Stories like this are interesting me because while sales numbers show Android doing well, usage numbers from all over the internet seem to indicate that not many people are actually using their Android tablets, at least not in the numbers people are using iPads.
And then you read the last paragraph and wonder why you just wasted your time with this linkbait article.
>And while Android appears to be making headway against Apple and the iPad, the truth is that Apple remains the top selling tablet brand by a huge margin. While Apple sold the aforementioned 14.5 million tablets from April through June, Samsung was the closest competitor to the Cupertino based manufacturer with 8.1 million tablets sold. in the period.

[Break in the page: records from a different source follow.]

//! Error types for srvu-api.

use seniorvu_client::Failure;

/// Result type alias for srvu-api operations.
pub type Result<T> = std::result::Result<T, Error>;

/// Error type for srvu-api operations.
#[derive(Debug, thiserror::Error)]
#[error("{kind}")]
pub struct Error {
    /// The kind of error that occurred.
    pub kind: ErrorKind,
    /// Optional source error.
    #[source]
    pub source: Option<Box<dyn std::error::Error + Send + Sync>>,
}

impl Error {
    /// Create a new error with the given kind.
    pub fn new(kind: ErrorKind) -> Self {
        Self { kind, source: None }
    }

    /// Create a new error with the given kind and source.
    pub fn with_source(
        kind: ErrorKind,
        source: impl std::error::Error + Send + Sync + 'static,
    ) -> Self {
        Self {
            kind,
            source: Some(Box::new(source)),
        }
    }

    /// HTTP status of the failed response, if one arrived.
    pub fn status(&self) -> Option<u16> {
        match &self.kind {
            ErrorKind::Transport { status, .. } => *status,
            _ => None,
        }
    }

    /// The transport failure behind this error, if any.
    pub fn failure(&self) -> Option<&Failure> {
        let mut current: Option<&(dyn std::error::Error + 'static)> = self
            .source
            .as_deref()
            .map(|e| e as &(dyn std::error::Error + 'static));
        while let Some(err) = current {
            if let Some(failure) = err.downcast_ref::<Failure>() {
                return Some(failure);
            }
            current = err.source();
        }
        None
    }

    pub(crate) fn chain_misuse(message: impl Into<String>) -> Self {
        Self::new(ErrorKind::ChainMisuse(message.into()))
    }
}

/// The kind of error that occurred.
#[derive(Debug, thiserror::Error)]
pub enum ErrorKind {
    /// No credentials were available to authenticate with.
    #[error("No authentication options: supply a one-time token, email and password, or an API key")]
    NoAuthOptions,

    /// Login succeeded at the transport level but the response held no token.
    #[error("No token received from SeniorVu API")]
    NoTokenReceived,

    /// The refresh response held no token.
    #[error("Token refresh failed: no token received")]
    RefreshFailed,

    /// A verb was called on an empty chain, or authenticate mid-chain.
    #[error("Chain misuse: {0}")]
    ChainMisuse(String),

    /// The API answered with a non-success status.
    #[error("{message}")]
    Transport {
        status: Option<u16>,
        message: String,
    },

    /// The request was sent but no response arrived.
    #[error("No response from API")]
    NoResponse,

    /// The request could not be sent; carries the original message.
    #[error("{0}")]
    Request(String),

    /// Invalid configuration.
    #[error("Configuration error: {0}")]
    Config(String),

    /// JSON error.
    #[error("JSON error: {0}")]
    Json(String),
}

fn transport_kind(err: &seniorvu_client::Error) -> ErrorKind {
    use seniorvu_client::ErrorKind as Client;

    match &err.kind {
        Client::Api { status, message } => ErrorKind::Transport {
            status: Some(*status),
            message: message.clone(),
        },
        Client::Body { status, .. } => ErrorKind::Transport {
            status: Some(*status),
            message: err.message(),
        },
        Client::NoResponse => ErrorKind::NoResponse,
        Client::Request(message) => ErrorKind::Request(message.clone()),
        Client::Json(message) => ErrorKind::Json(message.clone()),
        Client::Config(message) => ErrorKind::Config(message.clone()),
    }
}

impl From<seniorvu_client::Error> for Error {
    fn from(err: seniorvu_client::Error) -> Self {
        Error::with_source(transport_kind(&err), err)
    }
}

impl From<seniorvu_auth::Error> for Error {
    fn from(err: seniorvu_auth::Error) -> Self {
        use seniorvu_auth::ErrorKind as Auth;

        let kind = match &err.kind {
            Auth::NoAuthOptions => ErrorKind::NoAuthOptions,
            Auth::NoTokenReceived => ErrorKind::NoTokenReceived,
            Auth::RefreshFailed => ErrorKind::RefreshFailed,
            Auth::Json(message) => ErrorKind::Json(message.clone()),
            Auth::Transport { status, message } => err
                .source
                .as_deref()
                .and_then(|source| source.downcast_ref::<seniorvu_client::Error>())
                .map(transport_kind)
                .unwrap_or_else(|| ErrorKind::Transport {
                    status: *status,
                    message: message.clone(),
                }),
        };
        Error::with_source(kind, err)
    }
}

impl From<serde_json::Error> for Error {
    fn from(err: serde_json::Error) -> Self {
        Error::with_source(ErrorKind::Json(err.to_string()), err)
    }
}

impl From<url::ParseError> for Error {
    fn from(err: url::ParseError) -> Self {
        Error::with_source(ErrorKind::Config(format!("invalid URL: {err}")), err)
    }
}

> The dominance of the iPad has always been about the walled garden and iTunes.
I really can't agree. I believe the dominance of the iPad stems from an operating system designed for touch input instead of having it shoehorned in like Windows did for years.
Android tablets will do just fine for the same reason. They've been struggling thus far because it's currently hard to match Apple on price - they've done a hell of a job in supply chain management.
Again, I'm not saying Apple isn't dominating, but it does seem like the question was written with the conclusion already in mind.